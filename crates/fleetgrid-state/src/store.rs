//! StateStore — redb-backed persistence for registry snapshots.
//!
//! Provides typed CRUD over instances, tasks, and services plus whole
//! snapshot save/load. All values are JSON-serialized into redb's `&[u8]`
//! value columns. The store supports both on-disk and in-memory backends
//! (the latter for testing).

use std::path::Path;
use std::sync::Arc;

use redb::{Database, ReadableDatabase, ReadableTable, TableDefinition};
use serde::Serialize;
use serde::de::DeserializeOwned;
use tracing::debug;

use fleetgrid_core::ServiceSpec;

use crate::error::{StateError, StateResult};
use crate::tables::*;
use crate::types::*;

/// Convert any `Display` error into a `StateError` variant via a closure factory.
macro_rules! map_err {
    ($variant:ident) => {
        |e| StateError::$variant(e.to_string())
    };
}

type Table = TableDefinition<'static, &'static str, &'static [u8]>;

/// Thread-safe state store backed by redb.
#[derive(Clone)]
pub struct StateStore {
    db: Arc<Database>,
}

impl StateStore {
    /// Open (or create) a persistent state store at the given path.
    pub fn open(path: &Path) -> StateResult<Self> {
        let db = Database::create(path).map_err(map_err!(Open))?;
        let store = Self { db: Arc::new(db) };
        store.ensure_tables()?;
        debug!(?path, "state store opened");
        Ok(store)
    }

    /// Create an ephemeral in-memory state store (for testing).
    pub fn open_in_memory() -> StateResult<Self> {
        let backend = redb::backends::InMemoryBackend::new();
        let db = Database::builder()
            .create_with_backend(backend)
            .map_err(map_err!(Open))?;
        let store = Self { db: Arc::new(db) };
        store.ensure_tables()?;
        debug!("in-memory state store opened");
        Ok(store)
    }

    fn ensure_tables(&self) -> StateResult<()> {
        let txn = self.db.begin_write().map_err(map_err!(Transaction))?;
        // Opening a table in a write transaction creates it if absent.
        txn.open_table(INSTANCES).map_err(map_err!(Table))?;
        txn.open_table(TASKS).map_err(map_err!(Table))?;
        txn.open_table(SERVICES).map_err(map_err!(Table))?;
        txn.commit().map_err(map_err!(Transaction))?;
        Ok(())
    }

    // ── Instances ──────────────────────────────────────────────────

    pub fn put_instance(&self, record: &InstanceRecord) -> StateResult<()> {
        self.put(INSTANCES, &record.id, record)
    }

    pub fn get_instance(&self, id: &str) -> StateResult<Option<InstanceRecord>> {
        self.get(INSTANCES, id)
    }

    pub fn list_instances(&self) -> StateResult<Vec<InstanceRecord>> {
        self.list(INSTANCES)
    }

    /// Delete an instance by id. Returns true if it existed.
    pub fn delete_instance(&self, id: &str) -> StateResult<bool> {
        self.delete(INSTANCES, id)
    }

    // ── Tasks ──────────────────────────────────────────────────────

    pub fn put_task(&self, task: &TaskRecord) -> StateResult<()> {
        self.put(TASKS, &task.id, task)
    }

    pub fn get_task(&self, id: &str) -> StateResult<Option<TaskRecord>> {
        self.get(TASKS, id)
    }

    pub fn list_tasks(&self) -> StateResult<Vec<TaskRecord>> {
        self.list(TASKS)
    }

    /// List all tasks belonging to one service.
    pub fn list_tasks_for_service(&self, service: &str) -> StateResult<Vec<TaskRecord>> {
        Ok(self
            .list_tasks()?
            .into_iter()
            .filter(|t| t.service == service)
            .collect())
    }

    pub fn delete_task(&self, id: &str) -> StateResult<bool> {
        self.delete(TASKS, id)
    }

    // ── Services ───────────────────────────────────────────────────

    pub fn put_service(&self, spec: &ServiceSpec) -> StateResult<()> {
        self.put(SERVICES, &spec.name, spec)
    }

    pub fn get_service(&self, name: &str) -> StateResult<Option<ServiceSpec>> {
        self.get(SERVICES, name)
    }

    pub fn list_services(&self) -> StateResult<Vec<ServiceSpec>> {
        self.list(SERVICES)
    }

    // ── Snapshots ──────────────────────────────────────────────────

    /// Replace the stored state with `snapshot` in a single transaction.
    pub fn save_snapshot(&self, snapshot: &RegistrySnapshot) -> StateResult<()> {
        let txn = self.db.begin_write().map_err(map_err!(Transaction))?;
        {
            let mut table = txn.open_table(INSTANCES).map_err(map_err!(Table))?;
            table.retain(|_, _| false).map_err(map_err!(Write))?;
            for record in &snapshot.instances {
                let value = serde_json::to_vec(record).map_err(map_err!(Serialize))?;
                table
                    .insert(record.id.as_str(), value.as_slice())
                    .map_err(map_err!(Write))?;
            }
        }
        {
            let mut table = txn.open_table(TASKS).map_err(map_err!(Table))?;
            table.retain(|_, _| false).map_err(map_err!(Write))?;
            for task in &snapshot.tasks {
                let value = serde_json::to_vec(task).map_err(map_err!(Serialize))?;
                table
                    .insert(task.id.as_str(), value.as_slice())
                    .map_err(map_err!(Write))?;
            }
        }
        {
            let mut table = txn.open_table(SERVICES).map_err(map_err!(Table))?;
            table.retain(|_, _| false).map_err(map_err!(Write))?;
            for spec in &snapshot.services {
                let value = serde_json::to_vec(spec).map_err(map_err!(Serialize))?;
                table
                    .insert(spec.name.as_str(), value.as_slice())
                    .map_err(map_err!(Write))?;
            }
        }
        txn.commit().map_err(map_err!(Transaction))?;
        debug!(
            instances = snapshot.instances.len(),
            tasks = snapshot.tasks.len(),
            services = snapshot.services.len(),
            "snapshot saved"
        );
        Ok(())
    }

    /// Read back everything stored, ordered by key.
    pub fn load_snapshot(&self) -> StateResult<RegistrySnapshot> {
        Ok(RegistrySnapshot {
            instances: self.list_instances()?,
            tasks: self.list_tasks()?,
            services: self.list_services()?,
        })
    }

    // ── Helpers ────────────────────────────────────────────────────

    fn put<T: Serialize>(&self, def: Table, key: &str, value: &T) -> StateResult<()> {
        let value = serde_json::to_vec(value).map_err(map_err!(Serialize))?;
        let txn = self.db.begin_write().map_err(map_err!(Transaction))?;
        {
            let mut table = txn.open_table(def).map_err(map_err!(Table))?;
            table
                .insert(key, value.as_slice())
                .map_err(map_err!(Write))?;
        }
        txn.commit().map_err(map_err!(Transaction))?;
        Ok(())
    }

    fn get<T: DeserializeOwned>(&self, def: Table, key: &str) -> StateResult<Option<T>> {
        let txn = self.db.begin_read().map_err(map_err!(Transaction))?;
        let table = txn.open_table(def).map_err(map_err!(Table))?;
        match table.get(key).map_err(map_err!(Read))? {
            Some(guard) => {
                let value = serde_json::from_slice(guard.value()).map_err(map_err!(Deserialize))?;
                Ok(Some(value))
            }
            None => Ok(None),
        }
    }

    fn list<T: DeserializeOwned>(&self, def: Table) -> StateResult<Vec<T>> {
        let txn = self.db.begin_read().map_err(map_err!(Transaction))?;
        let table = txn.open_table(def).map_err(map_err!(Table))?;
        let mut results = Vec::new();
        for entry in table.iter().map_err(map_err!(Read))? {
            let (_, value) = entry.map_err(map_err!(Read))?;
            results.push(serde_json::from_slice(value.value()).map_err(map_err!(Deserialize))?);
        }
        Ok(results)
    }

    fn delete(&self, def: Table, key: &str) -> StateResult<bool> {
        let txn = self.db.begin_write().map_err(map_err!(Transaction))?;
        let existed;
        {
            let mut table = txn.open_table(def).map_err(map_err!(Table))?;
            existed = table.remove(key).map_err(map_err!(Write))?.is_some();
        }
        txn.commit().map_err(map_err!(Transaction))?;
        debug!(%key, existed, "record deleted");
        Ok(existed)
    }
}

#[cfg(test)]
mod tests {
    use super::*;
    use std::collections::{BTreeMap, BTreeSet, HashMap};

    use fleetgrid_core::{DeploymentPolicy, Resources, TaskDefinition};

    fn test_instance(id: &str) -> InstanceRecord {
        InstanceRecord {
            id: id.to_string(),
            availability_zone: "us-east-1a".to_string(),
            instance_type: "m5.large".to_string(),
            attributes: HashMap::from([("ecs.os-type".to_string(), "linux".to_string())]),
            total: Resources::new(2048, 8192),
            available: Resources::new(1792, 7680),
            status: InstanceStatus::InService,
            protected_from_scale_in: true,
            launched_at: 1000,
            reserved_ports: BTreeSet::from([32768]),
            service_tasks: BTreeMap::from([("web".to_string(), 1)]),
        }
    }

    fn test_task(id: &str, service: &str, sequence: u64) -> TaskRecord {
        TaskRecord {
            id: id.to_string(),
            service: service.to_string(),
            task_definition: format!("{service}:1"),
            revision: 1,
            requirements: Resources::new(256, 512),
            container_port: Some(8080),
            instance_id: Some("i-1".to_string()),
            host_port: Some(32768),
            state: TaskState::Running,
            health: HealthStatus::Healthy,
            sequence,
            created_at: 1000,
            updated_at: 1000,
        }
    }

    fn test_service(name: &str) -> ServiceSpec {
        ServiceSpec {
            name: name.to_string(),
            task_definition: TaskDefinition {
                family: name.to_string(),
                revision: 1,
                cpu: 256,
                memory: 512,
                container_port: Some(8080),
            },
            desired_count: 3,
            placement_strategies: vec![],
            placement_constraints: vec![],
            deployment: DeploymentPolicy::default(),
            scaling: None,
            load_balancer: None,
        }
    }

    #[test]
    fn instance_put_get_delete() {
        let store = StateStore::open_in_memory().unwrap();
        let inst = test_instance("i-1");
        store.put_instance(&inst).unwrap();
        assert_eq!(store.get_instance("i-1").unwrap(), Some(inst));
        assert!(store.delete_instance("i-1").unwrap());
        assert!(!store.delete_instance("i-1").unwrap());
        assert!(store.get_instance("i-1").unwrap().is_none());
    }

    #[test]
    fn tasks_filter_by_service() {
        let store = StateStore::open_in_memory().unwrap();
        store.put_task(&test_task("web-000000", "web", 0)).unwrap();
        store.put_task(&test_task("api-000001", "api", 1)).unwrap();
        store.put_task(&test_task("web-000002", "web", 2)).unwrap();

        let web = store.list_tasks_for_service("web").unwrap();
        assert_eq!(web.len(), 2);
        assert!(web.iter().all(|t| t.service == "web"));
        assert_eq!(store.list_tasks().unwrap().len(), 3);
    }

    #[test]
    fn service_round_trips_durations() {
        let store = StateStore::open_in_memory().unwrap();
        let svc = test_service("web");
        store.put_service(&svc).unwrap();
        let loaded = store.get_service("web").unwrap().unwrap();
        assert_eq!(loaded, svc);
    }

    #[test]
    fn save_snapshot_replaces_previous_contents() {
        let store = StateStore::open_in_memory().unwrap();
        store.put_instance(&test_instance("i-stale")).unwrap();
        store.put_task(&test_task("old-000000", "old", 0)).unwrap();

        let snapshot = RegistrySnapshot {
            instances: vec![test_instance("i-1"), test_instance("i-2")],
            tasks: vec![test_task("web-000001", "web", 1)],
            services: vec![test_service("web")],
        };
        store.save_snapshot(&snapshot).unwrap();

        let loaded = store.load_snapshot().unwrap();
        assert_eq!(loaded, snapshot);
        assert!(store.get_instance("i-stale").unwrap().is_none());
    }

    #[test]
    fn persistence_survives_reopen() {
        let dir = tempfile::tempdir().unwrap();
        let path = dir.path().join("state.redb");

        let snapshot = RegistrySnapshot {
            instances: vec![test_instance("i-1")],
            tasks: vec![test_task("web-000000", "web", 0)],
            services: vec![test_service("web")],
        };
        {
            let store = StateStore::open(&path).unwrap();
            store.save_snapshot(&snapshot).unwrap();
        }

        let store = StateStore::open(&path).unwrap();
        assert_eq!(store.load_snapshot().unwrap(), snapshot);
    }

    #[test]
    fn empty_store_operations() {
        let store = StateStore::open_in_memory().unwrap();
        assert!(store.list_instances().unwrap().is_empty());
        assert!(store.list_tasks().unwrap().is_empty());
        assert!(store.list_services().unwrap().is_empty());
        assert!(store.get_task("missing").unwrap().is_none());
        assert_eq!(store.load_snapshot().unwrap(), RegistrySnapshot::default());
    }
}
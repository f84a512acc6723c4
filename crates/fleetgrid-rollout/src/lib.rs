//! FleetGrid rolling deployments — batched replacement with health gates.
//!
//! A deployment replaces a service's tasks with tasks of a new task
//! definition in batches. Each batch stops as many old tasks as the
//! minimum-healthy floor allows, starts as many new tasks as the
//! maximum-percent ceiling allows, and waits for the new tasks to pass
//! their health checks before the next batch is planned.
//!
//! # Components
//!
//! - **`planner`** — Batch sizing from the deployment policy
//! - **`controller`** — Deployment state machine, handle, and event stream
//! - **`error`** — Why a deployment failed

pub mod controller;
pub mod error;
pub mod planner;

pub use controller::{DeploymentController, DeploymentEvent, DeploymentHandle, DeploymentPhase};
pub use error::{DeploymentFailure, DeploymentProgress};
pub use planner::{BatchBounds, BatchPlan, TaskCounts, bounds, plan_batch, validate};
impl CapacityScaler {
    pub fn new(
        spec: CapacityProviderSpec,
        registry: ClusterRegistry,
        group: Arc<dyn InstanceGroupProvider>,
    ) -> Self {
        Self {
            spec,
            registry,
            group,
            targets: None,
            last_target: None,
        }
    }

    /// Deregister load-balancer targets of tasks lost with their instance.
    pub fn with_targets(mut self, targets: Arc<dyn TargetRegistration>) -> Self {
        self.targets = Some(targets);
        self
    }

    /// Register instances the group reports that the registry lacks, and
    /// remove registry instances the group no longer has.
    ///
    /// Once the group has converged on the last requested size, instances
    /// still marked draining were not the ones it terminated and go back in
    /// service.
    pub async fn sync_instances(&self) -> Result<SyncReport> {
        let listed = self
            .group
            .list_instances()
            .await
            .context("listing instance group")?;
        let listed_ids: HashSet<&str> = listed.iter().map(|d| d.id.as_str()).collect();

        let mut report = SyncReport::default();
        for desc in &listed {
            if self
                .registry
                .register_instance(InstanceRecord::from_description(desc))
                .await
            {
                report.registered.push(desc.id.clone());
            }
        }

        for id in self.registry.instance_ids().await {
            if listed_ids.contains(id.as_str()) {
                continue;
            }
            if let Some((_, orphaned)) = self.registry.remove_instance(&id).await {
                report.orphaned_tasks += orphaned.len();
                for task in &orphaned {
                    self.deregister_orphan(task).await;
                }
                report.removed.push(id);
            }
        }

        report.converged = self
            .last_target
            .is_none_or(|target| listed.len() as u32 <= target);
        if report.converged {
            for record in self.registry.instances().await {
                if record.status == InstanceStatus::Draining {
                    info!(instance = %record.id, "instance survived scale-in; back in service");
                    self.registry
                        .set_instance_status(&record.id, InstanceStatus::InService)
                        .await?;
                }
            }
        }

        if !report.registered.is_empty() || !report.removed.is_empty() {
            info!(
                registered = report.registered.len(),
                removed = report.removed.len(),
                orphaned_tasks = report.orphaned_tasks,
                "instance group synced"
            );
        }
        Ok(report)
    }

    async fn deregister_orphan(&self, task: &TaskRecord) {
        let Some(targets) = &self.targets else {
            return;
        };
        let (Some(instance), Some(port)) = (&task.instance_id, task.host_port) else {
            return;
        };
        let balanced = self
            .registry
            .service(&task.service)
            .await
            .is_some_and(|s| s.load_balancer.is_some());
        if !balanced {
            return;
        }
        match targets.deregister_target(instance, port).await {
            Ok(()) => debug!(task = %task.id, %instance, port, "orphaned target deregistered"),
            Err(e) => {
                warn!(task = %task.id, %instance, port, error = %e, "orphaned target deregistration failed")
            }
        }
    }

    /// Managed termination protection: protect instances running tasks and
    /// unprotect idle ones. Returns how many flags changed.
    pub async fn apply_protection(&self) -> usize {
        if !self.spec.managed_termination_protection {
            return 0;
        }

        let active = self.registry.active_tasks_by_instance().await;
        let mut changed = 0;
        for record in self.registry.instances().await {
            let want = active.get(&record.id).copied().unwrap_or(0) > 0;
            if record.protected_from_scale_in == want {
                continue;
            }
            if let Err(e) = self.group.protect_from_scale_in(&record.id, want).await {
                warn!(instance = %record.id, error = %e, "failed to update scale-in protection");
                continue;
            }
            if self.registry.set_protection(&record.id, want).await.is_ok() {
                debug!(instance = %record.id, protected = want, "scale-in protection updated");
                changed += 1;
            }
        }
        changed
    }

    /// Snapshot instance usage and the pending backlog from the registry.
    pub async fn utilization(&self) -> ClusterUtilization {
        let active = self.registry.active_tasks_by_instance().await;
        let instances = self
            .registry
            .instances()
            .await
            .into_iter()
            .filter(|r| r.status != InstanceStatus::Terminating)
            .map(|r| InstanceUsage {
                active_tasks: active.get(&r.id).copied().unwrap_or(0),
                id: r.id,
                status: r.status,
                available: r.available,
                launched_at: r.launched_at,
                protected: r.protected_from_scale_in,
            })
            .collect();
        let pending = self
            .registry
            .pending_tasks()
            .await
            .into_iter()
            .map(|t| t.requirements)
            .collect();
        ClusterUtilization { instances, pending }
    }

    /// One full pass: sync, protection, decide, act.
    ///
    /// No further scale-in is issued until the group has shrunk to the last
    /// requested size.
    pub async fn run_cycle(&mut self) -> Result<ScalingAction> {
        let sync = self.sync_instances().await?;
        self.apply_protection().await;

        let utilization = self.utilization().await;
        let current = utilization.current();
        let mut action = reconcile(&self.spec, &utilization);
        if !sync.converged && matches!(action, ScalingAction::ScaleIn { .. }) {
            debug!(
                provider = %self.spec.name,
                target = ?self.last_target,
                "previous scale-in still in flight"
            );
            action = ScalingAction::NoAction;
        }

        match &action {
            ScalingAction::ScaleOut(n) => {
                let desired = current + n;
                info!(
                    provider = %self.spec.name,
                    from = current,
                    to = desired,
                    pending = utilization.pending.len(),
                    "scaling out"
                );
                self.group.scale_to(desired).await.context("scale out")?;
                self.last_target = Some(desired);
            }
            ScalingAction::ScaleIn { instances } => {
                for id in instances {
                    self.registry
                        .set_instance_status(id, InstanceStatus::Draining)
                        .await?;
                }
                let desired = current.saturating_sub(instances.len() as u32);
                info!(
                    provider = %self.spec.name,
                    from = current,
                    to = desired,
                    draining = ?instances,
                    "scaling in"
                );
                self.group.scale_to(desired).await.context("scale in")?;
                self.last_target = Some(desired);
            }
            ScalingAction::NoAction => {
                debug!(provider = %self.spec.name, size = current, "capacity steady");
            }
        }
        Ok(action)
    }

    /// Run cycles on every tick until `shutdown` flips to true.
    pub async fn run(&mut self, interval: Duration, mut shutdown: watch::Receiver<bool>) {
        info!(
            provider = %self.spec.name,
            interval_secs = interval.as_secs(),
            "capacity scaler started"
        );
        let mut ticker = tokio::time::interval(interval);

        loop {
            tokio::select! {
                _ = ticker.tick() => {
                    if let Err(e) = self.run_cycle().await {
                        warn!(provider = %self.spec.name, error = %e, "capacity cycle failed");
                    }
                }
                _ = shutdown.changed() => {
                    if *shutdown.borrow() {
                        info!("capacity scaler shutting down");
                        break;
                    }
                }
            }
        }
    }
}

□ □ □

> WHAT TO PRODUCE
Every line from the start of the material above through the line that contains "use fleetgrid_core::ServiceSpec;" must be written out exactly, with both ends included.

> RESPONSE BELOW
filename crates/fleetgrid-state/src/store.rs
//! StateStore — redb-backed persistence for registry snapshots.
//!
//! Provides typed CRUD over instances, tasks, and services plus whole
//! snapshot save/load. All values are JSON-serialized into redb's `&[u8]`
//! value columns. The store supports both on-disk and in-memory backends
//! (the latter for testing).

use std::path::Path;
use std::sync::Arc;

use redb::{Database, ReadableDatabase, ReadableTable, TableDefinition};
use serde::Serialize;
use serde::de::DeserializeOwned;
use tracing::debug;

use fleetgrid_core::ServiceSpec;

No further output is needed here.